WHAT IS EXPECTED -
Look through the records below, and copy out every line that holds the string "crate".

THE RECORDS -

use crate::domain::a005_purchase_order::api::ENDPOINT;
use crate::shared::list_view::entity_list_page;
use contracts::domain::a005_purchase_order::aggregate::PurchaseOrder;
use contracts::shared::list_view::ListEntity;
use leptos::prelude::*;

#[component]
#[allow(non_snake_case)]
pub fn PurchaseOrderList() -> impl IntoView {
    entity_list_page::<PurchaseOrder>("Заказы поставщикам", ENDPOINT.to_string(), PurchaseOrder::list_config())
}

TASK SOLUTION -
use crate::domain::a005_purchase_order::api::ENDPOINT;
use crate::shared::list_view::entity_list_page;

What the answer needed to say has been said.